Seriously though, if this doesn't motivate me to get my act together I don't know what will. Gym six days a week. Am going to try for twice a day workouts to get this disgusting fat off me as quickly as possibly. As for eating, I am definitely on restriction for the time being. Lots and lots and lots of water plus my daily vitamins. I'm just not sure what an appropriate calorie restriction is if I'm going to be swimming/working out a lot. Right now I'm started at 30 minutes of swimming in the morning (that's as much as I could manage this morning since it's been so long!!!) plus an hour of walking/hiking.

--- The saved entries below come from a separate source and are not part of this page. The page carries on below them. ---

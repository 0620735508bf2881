//! Structured decoding module.
//!
//! This module turns scanned buffers into typed values:
//!
//! 1. [`Decoder::scan`] builds an immutable [`FieldStore`] from a buffer
//! 2. A [`Message`] implementation asks the store for each field by number
//! 3. Nested messages recurse through a fresh [`Decoder`] one level deeper
//!
//! Types describe their fields either by implementing [`Message`] by hand on
//! top of the [`FieldStore`] accessors, or declaratively with a [`Schema`].

mod schema;
mod store;

use crate::error::{Error, Result};
use crate::scanner::collect_fields;
use tracing::debug;

pub use schema::{FieldKind, FieldSpec, Schema};
pub use store::{FieldStore, FieldValue};

/// Default limit on nested-message depth
pub const DEFAULT_MAX_DEPTH: usize = 100;

/// A type that can be populated from a [`FieldStore`]
///
/// # Example
///
/// ```
/// use tagwire_core::{FieldStore, Message, Result};
///
/// struct Point {
///     x: i64,
///     y: i64,
/// }
///
/// impl Message for Point {
///     fn decode_fields(fields: &FieldStore) -> Result<Self> {
///         Ok(Self {
///             x: fields.read_i64(1)?,
///             y: fields.read_i64(2)?,
///         })
///     }
/// }
///
/// let point: Point = tagwire_core::decode(&[0x08, 0x03, 0x10, 0x04])?;
/// assert_eq!((point.x, point.y), (3, 4));
/// # Ok::<(), tagwire_core::Error>(())
/// ```
pub trait Message: Sized {
    /// Build the value from the fields of one scanned buffer
    fn decode_fields(fields: &FieldStore) -> Result<Self>;
}

/// The kind of container a caller asks the decoder for.
///
/// Only keyed containers exist in this format.
#[derive(Debug, Clone, Copy, PartialEq, Eq)]
pub enum ContainerKind {
    /// Fields addressed by field number
    Keyed,
    /// Array-like sequence of values
    Unkeyed,
    /// A single unnamed value
    SingleValue,
}

impl ContainerKind {
    /// Returns a lowercase name for messages
    pub fn as_str(&self) -> &'static str {
        match self {
            ContainerKind::Keyed => "keyed",
            ContainerKind::Unkeyed => "unkeyed",
            ContainerKind::SingleValue => "single value",
        }
    }
}

/// Configuration for decoding
#[derive(Debug, Clone, Copy, PartialEq, Eq)]
pub struct DecoderConfig {
    /// Maximum nested-message depth (top level is depth 0)
    pub max_depth: usize,
    /// Maximum top-level input size in bytes (0 = unlimited)
    pub max_input_len: usize,
}

impl Default for DecoderConfig {
    fn default() -> Self {
        Self {
            max_depth: DEFAULT_MAX_DEPTH,
            max_input_len: 0,
        }
    }
}

impl DecoderConfig {
    /// Creates a new decoder config with default values
    pub fn new() -> Self {
        Self::default()
    }

    /// Sets the maximum nesting depth
    pub fn max_depth(mut self, depth: usize) -> Self {
        self.max_depth = depth;
        self
    }

    /// Sets the maximum input size
    pub fn max_input_len(mut self, len: usize) -> Self {
        self.max_input_len = len;
        self
    }
}

/// Entry point for decoding buffers.
///
/// A decoder carries no parser state besides its configuration and nesting
/// depth, so it can be copied freely and used from several threads at once.
#[derive(Debug, Clone, Copy, PartialEq, Eq)]
pub struct Decoder {
    config: DecoderConfig,
    depth: usize,
}

impl Default for Decoder {
    fn default() -> Self {
        Self::new()
    }
}

impl Decoder {
    /// Creates a new decoder with default configuration
    pub fn new() -> Self {
        Self::with_config(DecoderConfig::default())
    }

    /// Creates a new decoder with custom configuration
    pub fn with_config(config: DecoderConfig) -> Self {
        Self { config, depth: 0 }
    }

    /// Returns the configuration
    pub fn config(&self) -> &DecoderConfig {
        &self.config
    }

    /// Returns the nesting depth this decoder operates at
    pub fn depth(&self) -> usize {
        self.depth
    }

    /// Scan a buffer into a field store
    pub fn scan(&self, data: &[u8]) -> Result<FieldStore> {
        if self.depth == 0 && self.config.max_input_len > 0 && data.len() > self.config.max_input_len
        {
            return Err(Error::decoding(format!(
                "input of {} bytes exceeds limit of {} bytes",
                data.len(),
                self.config.max_input_len
            )));
        }

        let fields = collect_fields(data)?;
        Ok(FieldStore::new(fields, *self))
    }

    /// Decode a buffer into `T`
    pub fn decode<T: Message>(&self, data: &[u8]) -> Result<T> {
        debug!("Decoding {} bytes at depth {}", data.len(), self.depth);
        let fields = self.scan(data)?;
        T::decode_fields(&fields)
    }

    /// Open a top-level container of the given kind over `data`.
    ///
    /// Only [`ContainerKind::Keyed`] is available; the other kinds fail with
    /// [`Error::UnsupportedDecodingStrategy`].
    pub fn container(&self, data: &[u8], kind: ContainerKind) -> Result<FieldStore> {
        match kind {
            ContainerKind::Keyed => self.scan(data),
            ContainerKind::Unkeyed | ContainerKind::SingleValue => Err(Error::unsupported_strategy(
                format!("{} decoding not supported", kind.as_str()),
            )),
        }
    }

    /// Returns a decoder one nesting level deeper
    pub(crate) fn nested(&self) -> Result<Self> {
        let depth = self.depth + 1;
        if depth > self.config.max_depth {
            return Err(Error::decoding(format!(
                "message nesting exceeds maximum depth of {}",
                self.config.max_depth
            )));
        }
        Ok(Self {
            config: self.config,
            depth,
        })
    }
}

/// Decode a buffer into `T` with the default configuration
pub fn decode<T: Message>(data: &[u8]) -> Result<T> {
    Decoder::new().decode(data)
}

I used to swim 90 minutes a day last fall, and although I probably won't be at that point by the time I leave for San Francisco, I would like to get back up to an hour which I know is definitely doable. Man, I've really forgotten what it's like to be out of shape. I was hurting just a few laps into my warm up and I was sucking some serious air the whole 30 minutes ... but that's good though since that means I was working hard. So in that sense, it was a successful workout even though it was quite a bit shorter than what I used to do.